Selon M. Okamura, la proposition devrait se concentrer sur les points suivants la suppression des taxes pour des groupes spécifiques de résidents et d'entreprises, qui comprennent Seniors, entreprises, jeunes dépendants jusqu'à 26 ans et personnes handicapées. Il a en outre précisé que le revenu de la redevance devait être revenir au statut de 2024, c'est-à-dire tels qu'ils étaient avant une partie des changements entrés en vigueur l'année dernière.
Selon les informations disponibles, il pourrait s'agir, par exemple, pour certains d'entre eux les seniors à partir d'un certain âge supprimer complètement le paiement de la redevance, ce qui soulagerait des milliers de ménages.
En République tchèque, la loi actuelle prévoit que les redevances de concession fonctionnent de la manière suivante toute personne qui possède un appareil capable de recevoir des émissions de télévision ou de radio est tenue de payer une redevance mensuelle. Il est maintenant 150 CZK pour la télévision et 55 CZK pour la radio, Les tendances pandémiques et numériques de ces dernières années ont conduit à l'extension de l'obligation aux appareils disposant d'un accès à l'internet.
Les responsables de la coalition ont déclaré au début du mois de janvier que la suppression complète de ces redevances n'est pas prévue avant 2027, où les médias publics - la télévision et la radio tchèques - devraient être financés directement par le budget de l'État plutôt que par des redevances.
Les réactions du public et des professionnels à la décision d'aujourd'hui sont contradictoires.
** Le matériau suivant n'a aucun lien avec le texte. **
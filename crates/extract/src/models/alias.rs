/// One spelling of a photographer's slug and the display name it stands for.
#[derive(Debug, Clone, PartialEq, Eq, Hash)]
#[cfg_attr(feature = "serde", derive(serde::Deserialize, serde::Serialize))]
pub struct AuthorAlias {
    /// Lower-case, hyphenated spelling as found in filenames.
    pub slug: String,
    /// Display name written to the catalog.
    pub name: String,
}
impl AuthorAlias {
    pub fn new(slug: impl Into<String>, name: impl Into<String>) -> Self {
        Self {
            slug: slug.into(),
            name: name.into(),
        }
    }

    /// The slug with hyphens replaced by spaces, as authors are sometimes
    /// written out in plain words.
    pub fn spaced(&self) -> String {
        self.slug.replace('-', " ")
    }
}

/// Ordered, many-to-one mapping from slug aliases to display names.
///
/// Order is significant: partial matches are tried in table order and the
/// first hit wins.
#[derive(Debug, Clone, PartialEq, Eq)]
#[cfg_attr(feature = "serde", derive(serde::Deserialize, serde::Serialize))]
#[cfg_attr(feature = "serde", serde(transparent))]
pub struct AliasTable(Vec<AuthorAlias>);
impl AliasTable {
    pub fn new(aliases: impl IntoIterator<Item = AuthorAlias>) -> Self {
        Self(aliases.into_iter().collect())
    }

    /// Exact lookup of a slug.
    pub fn get(&self, slug: &str) -> Option<&str> {
        self.0.iter().find(|alias| alias.slug == slug).map(|alias| alias.name.as_str())
    }

    pub fn iter(&self) -> impl Iterator<Item = &AuthorAlias> {
        self.0.iter()
    }

    pub fn len(&self) -> usize {
        self.0.len()
    }

    pub fn is_empty(&self) -> bool {
        self.0.is_empty()
    }
}
impl Default for AliasTable {
    fn default() -> Self {
        Self::new(
            [
                ("alfred-stieglitz", "Alfred Stieglitz"),
                ("baron-wilhelm-von-gloeden", "Baron Wilhelm Von Gloeden"),
                ("clarence-hudson-white", "Clarence Hudson White"),
                ("clarence-h-white", "Clarence Hudson White"),
                ("edward-weston", "Edward Weston"),
                ("eugene-durieu", "Eugene Durieu"),
                ("durieu-eugene", "Eugene Durieu"),
                ("durieu", "Eugene Durieu"),
                ("felix-jacques-moulin", "Felix Jacques Moulin"),
                ("moulin", "Felix Jacques Moulin"),
                ("felix-moulin", "Felix Jacques Moulin"),
                ("fred-holland-day", "Fred Holland Day"),
                ("robert-demachy", "Robert Demachy"),
                ("demachy", "Robert Demachy"),
                ("wilhelm-von-plueschow", "Wilhelm Von Plueschow"),
                ("wilhelm-von-gloeden", "Baron Wilhelm Von Gloeden"),
                ("jane-de-la-vaudere", "Jane de La Vaudère"),
                ("vaudere", "Jane de La Vaudère"),
                ("anne-brigman", "Anne Brigman"),
                ("mario-von-bucovich-atelier-karl-schenker", "Mario von Bucovich"),
                ("mario-von-bucovich", "Mario von Bucovich"),
            ]
            .into_iter()
            .map(|(slug, name)| AuthorAlias::new(slug, name)),
        )
    }
}
impl FromIterator<AuthorAlias> for AliasTable {
    fn from_iter<I: IntoIterator<Item = AuthorAlias>>(iter: I) -> Self {
        Self::new(iter)
    }
}
//! Header-only image inspection.

use crate::error::{ErrorKind, Result};
use exn::ResultExt;
use image::{ImageFormat, ImageReader};
use std::path::Path;
use tracing::instrument;

/// Pixel dimensions and container format of an image file.
#[derive(Debug, Clone, PartialEq, Eq)]
pub struct ImageInfo {
    pub width: u32,
    pub height: u32,
    /// Lower-case format name (`jpeg`, `png`, `webp`, ...).
    pub format: String,
}

/// Reads the dimensions and format of the image at `path`.
///
/// The format is sniffed from the file's magic bytes rather than trusted from
/// its extension, and only the header is decoded.
#[instrument(level = "trace")]
pub fn probe(path: &Path) -> Result<ImageInfo> {
    let reader = ImageReader::open(path)
        .map_err(|e| ErrorKind::from_io(e, path))?
        .with_guessed_format()
        .map_err(|e| ErrorKind::from_io(e, path))?;
    let format = reader.format().map(format_name).ok_or_else(|| ErrorKind::Decode(path.to_path_buf()))?;
    let (width, height) = reader.into_dimensions().or_raise(|| ErrorKind::Decode(path.to_path_buf()))?;
    Ok(ImageInfo { width, height, format })
}

/// Like [`probe`], but a missing or unreadable image is simply unknown.
pub fn try_probe(path: &Path) -> Option<ImageInfo> {
    match probe(path) {
        Ok(info) => Some(info),
        Err(err) => {
            tracing::debug!(path = %path.display(), error = %*err, "Image unavailable");
            None
        },
    }
}

fn format_name(format: ImageFormat) -> String {
    match format {
        ImageFormat::Jpeg => "jpeg".to_string(),
        ImageFormat::Png => "png".to_string(),
        ImageFormat::WebP => "webp".to_string(),
        ImageFormat::Tiff => "tiff".to_string(),
        ImageFormat::Bmp => "bmp".to_string(),
        ImageFormat::Gif => "gif".to_string(),
        other => format!("{other:?}").to_lowercase(),
    }
}

#[cfg(test)]
mod tests {
    use super::*;
    use image::{Rgb, RgbImage};

    fn write_image(path: &Path, width: u32, height: u32, format: ImageFormat) {
        RgbImage::from_pixel(width, height, Rgb([120, 80, 40])).save_with_format(path, format).unwrap();
    }

    #[test]
    fn test_png_dimensions() {
        let dir = tempfile::tempdir().unwrap();
        let path = dir.path().join("a.png");
        write_image(&path, 30, 20, ImageFormat::Png);
        assert_eq!(
            probe(&path).unwrap(),
            ImageInfo {
                width: 30,
                height: 20,
                format: "png".to_string()
            }
        );
    }

    #[test]
    fn test_format_sniffed_not_extension() {
        let dir = tempfile::tempdir().unwrap();
        let path = dir.path().join("mislabelled.jpg");
        write_image(&path, 8, 12, ImageFormat::Png);
        let info = probe(&path).unwrap();
        assert_eq!(info.format, "png");
        assert_eq!((info.width, info.height), (8, 12));
    }

    #[test]
    fn test_jpeg_dimensions() {
        let dir = tempfile::tempdir().unwrap();
        let path = dir.path().join("a.jpg");
        write_image(&path, 16, 9, ImageFormat::Jpeg);
        assert_eq!(probe(&path).unwrap().format, "jpeg");
    }

    #[test]
    fn test_missing_file() {
        let dir = tempfile::tempdir().unwrap();
        let path = dir.path().join("nope.png");
        let err = probe(&path).unwrap_err();
        assert!(matches!(&*err, ErrorKind::NotFound(_)));
        assert_eq!(try_probe(&path), None);
    }

    #[test]
    fn test_garbage_file() {
        let dir = tempfile::tempdir().unwrap();
        let path = dir.path().join("garbage.png");
        std::fs::write(&path, b"definitely not an image").unwrap();
        let err = probe(&path).unwrap_err();
        assert!(matches!(&*err, ErrorKind::Decode(_)));
        assert_eq!(try_probe(&path), None);
    }
}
Certains commentaires politiques sur les médias sociaux et dans le débat public soulignent le fait que la question des redevances est sensible, parce qu'il s'agit d'une source de financement permettant d'assurer le fonctionnement des médias de service public sans intervention directe du gouvernement.
D'autres débats concernant les médias de service public sont revenus fréquemment ces derniers temps - par exemple, on a spéculé sur l'effet que les changements de financement pourraient avoir sur l'indépendance de la radiodiffusion et sur la question de savoir si les médias de service public sont capables de s'adapter aux nouvelles technologies. l'évolution de l'autonomie éditoriale aurait pu être plus prononcée.
Mais les partis de la coalition au pouvoir ont souligné à plusieurs reprises aujourd'hui que la proposition est seulement le premier pas vers une réforme à long terme du financement des médias publics et que les mesures actuelles ont pour but d'apporter aide immédiate pour certains groupes et entreprises.